:: SOURCE DATA ::
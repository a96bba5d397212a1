//! Shared test hooks, a warning collector, and arbitrary generators for
//! property-based testing.

use std::fmt::Write as _;
use std::sync::{Arc, Mutex};

use proptest::prelude::*;
use tracing::field::{Field, Visit};
use tracing::span;
use tracing::{Event, Level, Metadata, Subscriber};

use crate::hooks::{HookError, SubmissionHooks};
use crate::types::SubmissionId;
use crate::webhooks::events::{FailureKind, SubmissionEvent, SubmissionStatus};

/// Returns a minimal event with id "abc123" and the given status.
pub fn sample_event(status: SubmissionStatus) -> SubmissionEvent {
    SubmissionEvent {
        id: SubmissionId::new("abc123"),
        status,
        exit_code: Some(0),
        time_secs: Some(0.5),
        memory_kb: Some(1024),
        stdout: None,
        stderr: None,
        compile_output: None,
        message: None,
    }
}

/// One recorded hook invocation.
#[derive(Debug, Clone, PartialEq, Eq)]
pub enum HookCall {
    Completed(SubmissionId),
    Error(SubmissionId, FailureKind),
    Timeout(SubmissionId),
}

/// Hooks implementation that records every invocation for assertions.
#[derive(Debug, Default)]
pub struct RecordingHooks {
    calls: Mutex<Vec<HookCall>>,
}

impl RecordingHooks {
    pub fn calls(&self) -> Vec<HookCall> {
        self.calls.lock().unwrap().clone()
    }

    fn record(&self, call: HookCall) {
        self.calls.lock().unwrap().push(call);
    }
}

impl SubmissionHooks for RecordingHooks {
    fn on_completed(&self, event: &SubmissionEvent) -> Result<(), HookError> {
        self.record(HookCall::Completed(event.id.clone()));
        Ok(())
    }

    fn on_error(&self, event: &SubmissionEvent, kind: FailureKind) -> Result<(), HookError> {
        self.record(HookCall::Error(event.id.clone(), kind));
        Ok(())
    }

    fn on_timeout(&self, event: &SubmissionEvent) -> Result<(), HookError> {
        self.record(HookCall::Timeout(event.id.clone()));
        Ok(())
    }
}

/// Hooks implementation that always fails, for isolation tests.
#[derive(Debug, Clone, Copy)]
pub struct FailingHooks;

impl SubmissionHooks for FailingHooks {
    fn on_completed(&self, _event: &SubmissionEvent) -> Result<(), HookError> {
        Err(HookError::new("completed hook exploded"))
    }

    fn on_error(&self, _event: &SubmissionEvent, _kind: FailureKind) -> Result<(), HookError> {
        Err(HookError::new("error hook exploded"))
    }

    fn on_timeout(&self, _event: &SubmissionEvent) -> Result<(), HookError> {
        Err(HookError::new("timeout hook exploded"))
    }
}

/// Captures `warn!` events emitted on the current thread while the guard
/// returned by [`WarningCollector::install`] is alive.
///
/// Tests use this to assert that warnings the receiver promises (disabled
/// verification, unrecognized status) are actually observable, not just
/// implied by control flow.
#[derive(Clone, Default)]
pub struct WarningCollector {
    messages: Arc<Mutex<Vec<String>>>,
}

impl WarningCollector {
    /// Installs this collector as the thread-default subscriber.
    pub fn install(&self) -> tracing::subscriber::DefaultGuard {
        tracing::subscriber::set_default(CollectingSubscriber {
            collector: self.clone(),
        })
    }

    /// Returns every warning recorded so far, fields flattened into one
    /// string per event.
    pub fn warnings(&self) -> Vec<String> {
        self.messages.lock().unwrap().clone()
    }

    /// Returns true if any recorded warning contains `needle`.
    pub fn saw(&self, needle: &str) -> bool {
        self.warnings().iter().any(|m| m.contains(needle))
    }
}

struct CollectingSubscriber {
    collector: WarningCollector,
}

impl Subscriber for CollectingSubscriber {
    fn enabled(&self, _metadata: &Metadata<'_>) -> bool {
        true
    }

    fn new_span(&self, _span: &span::Attributes<'_>) -> span::Id {
        span::Id::from_u64(1)
    }

    fn record(&self, _span: &span::Id, _values: &span::Record<'_>) {}

    fn record_follows_from(&self, _span: &span::Id, _follows: &span::Id) {}

    fn event(&self, event: &Event<'_>) {
        if *event.metadata().level() != Level::WARN {
            return;
        }
        let mut message = String::new();
        event.record(&mut FlattenVisitor(&mut message));
        self.collector.messages.lock().unwrap().push(message);
    }

    fn enter(&self, _span: &span::Id) {}

    fn exit(&self, _span: &span::Id) {}
}

struct FlattenVisitor<'a>(&'a mut String);

impl Visit for FlattenVisitor<'_> {
    fn record_debug(&mut self, field: &Field, value: &dyn std::fmt::Debug) {
        if !self.0.is_empty() {
            self.0.push(' ');
        }
        let _ = write!(self.0, "{}={:?}", field.name(), value);
    }
}

pub fn arb_status() -> impl Strategy<Value = SubmissionStatus> {
    prop_oneof![
        Just(SubmissionStatus::Completed),
        Just(SubmissionStatus::Error),
        Just(SubmissionStatus::Timeout),
        "[a-z_]{0,20}".prop_map(|s| SubmissionStatus::parse(&s)),
    ]
}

:: EXERCISE OBJECTIVE ::
All entries are to be returned word for word.

:: REPLY ::
repository a96bba5d397212a1
//! Shared test hooks, a warning collector, and arbitrary generators for
//! property-based testing.

use std::fmt::Write as _;
use std::sync::{Arc, Mutex};

use proptest::prelude::*;
use tracing::field::{Field, Visit};
use tracing::span;
use tracing::{Event, Level, Metadata, Subscriber};

use crate::hooks::{HookError, SubmissionHooks};
use crate::types::SubmissionId;
use crate::webhooks::events::{FailureKind, SubmissionEvent, SubmissionStatus};

/// Returns a minimal event with id "abc123" and the given status.
pub fn sample_event(status: SubmissionStatus) -> SubmissionEvent {
    SubmissionEvent {
        id: SubmissionId::new("abc123"),
        status,
        exit_code: Some(0),
        time_secs: Some(0.5),
        memory_kb: Some(1024),
        stdout: None,
        stderr: None,
        compile_output: None,
        message: None,
    }
}

/// One recorded hook invocation.
#[derive(Debug, Clone, PartialEq, Eq)]
pub enum HookCall {
    Completed(SubmissionId),
    Error(SubmissionId, FailureKind),
    Timeout(SubmissionId),
}

/// Hooks implementation that records every invocation for assertions.
#[derive(Debug, Default)]
pub struct RecordingHooks {
    calls: Mutex<Vec<HookCall>>,
}

impl RecordingHooks {
    pub fn calls(&self) -> Vec<HookCall> {
        self.calls.lock().unwrap().clone()
    }

    fn record(&self, call: HookCall) {
        self.calls.lock().unwrap().push(call);
    }
}

impl SubmissionHooks for RecordingHooks {
    fn on_completed(&self, event: &SubmissionEvent) -> Result<(), HookError> {
        self.record(HookCall::Completed(event.id.clone()));
        Ok(())
    }

    fn on_error(&self, event: &SubmissionEvent, kind: FailureKind) -> Result<(), HookError> {
        self.record(HookCall::Error(event.id.clone(), kind));
        Ok(())
    }

    fn on_timeout(&self, event: &SubmissionEvent) -> Result<(), HookError> {
        self.record(HookCall::Timeout(event.id.clone()));
        Ok(())
    }
}

/// Hooks implementation that always fails, for isolation tests.
#[derive(Debug, Clone, Copy)]
pub struct FailingHooks;

impl SubmissionHooks for FailingHooks {
    fn on_completed(&self, _event: &SubmissionEvent) -> Result<(), HookError> {
        Err(HookError::new("completed hook exploded"))
    }

    fn on_error(&self, _event: &SubmissionEvent, _kind: FailureKind) -> Result<(), HookError> {
        Err(HookError::new("error hook exploded"))
    }

    fn on_timeout(&self, _event: &SubmissionEvent) -> Result<(), HookError> {
        Err(HookError::new("timeout hook exploded"))
    }
}

/// Captures `warn!` events emitted on the current thread while the guard
/// returned by [`WarningCollector::install`] is alive.
///
/// Tests use this to assert that warnings the receiver promises (disabled
/// verification, unrecognized status) are actually observable, not just
/// implied by control flow.
#[derive(Clone, Default)]
pub struct WarningCollector {
    messages: Arc<Mutex<Vec<String>>>,
}

impl WarningCollector {
    /// Installs this collector as the thread-default subscriber.
    pub fn install(&self) -> tracing::subscriber::DefaultGuard {
        tracing::subscriber::set_default(CollectingSubscriber {
            collector: self.clone(),
        })
    }

    /// Returns every warning recorded so far, fields flattened into one
    /// string per event.
    pub fn warnings(&self) -> Vec<String> {
        self.messages.lock().unwrap().clone()
    }

    /// Returns true if any recorded warning contains `needle`.
    pub fn saw(&self, needle: &str) -> bool {
        self.warnings().iter().any(|m| m.contains(needle))
    }
}

struct CollectingSubscriber {
    collector: WarningCollector,
}

impl Subscriber for CollectingSubscriber {
    fn enabled(&self, _metadata: &Metadata<'_>) -> bool {
        true
    }

    fn new_span(&self, _span: &span::Attributes<'_>) -> span::Id {
        span::Id::from_u64(1)
    }

    fn record(&self, _span: &span::Id, _values: &span::Record<'_>) {}

    fn record_follows_from(&self, _span: &span::Id, _follows: &span::Id) {}

    fn event(&self, event: &Event<'_>) {
        if *event.metadata().level() != Level::WARN {
            return;
        }
        let mut message = String::new();
        event.record(&mut FlattenVisitor(&mut message));
        self.collector.messages.lock().unwrap().push(message);
    }

    fn enter(&self, _span: &span::Id) {}

    fn exit(&self, _span: &span::Id) {}
}

struct FlattenVisitor<'a>(&'a mut String);

impl Visit for FlattenVisitor<'_> {
    fn record_debug(&mut self, field: &Field, value: &dyn std::fmt::Debug) {
        if !self.0.is_empty() {
            self.0.push(' ');
        }
        let _ = write!(self.0, "{}={:?}", field.name(), value);
    }
}

pub fn arb_status() -> impl Strategy<Value = SubmissionStatus> {
    prop_oneof![
        Just(SubmissionStatus::Completed),
        Just(SubmissionStatus::Error),
        Just(SubmissionStatus::Timeout),
        "[a-z_]{0,20}".prop_map(|s| SubmissionStatus::parse(&s)),
    ]
}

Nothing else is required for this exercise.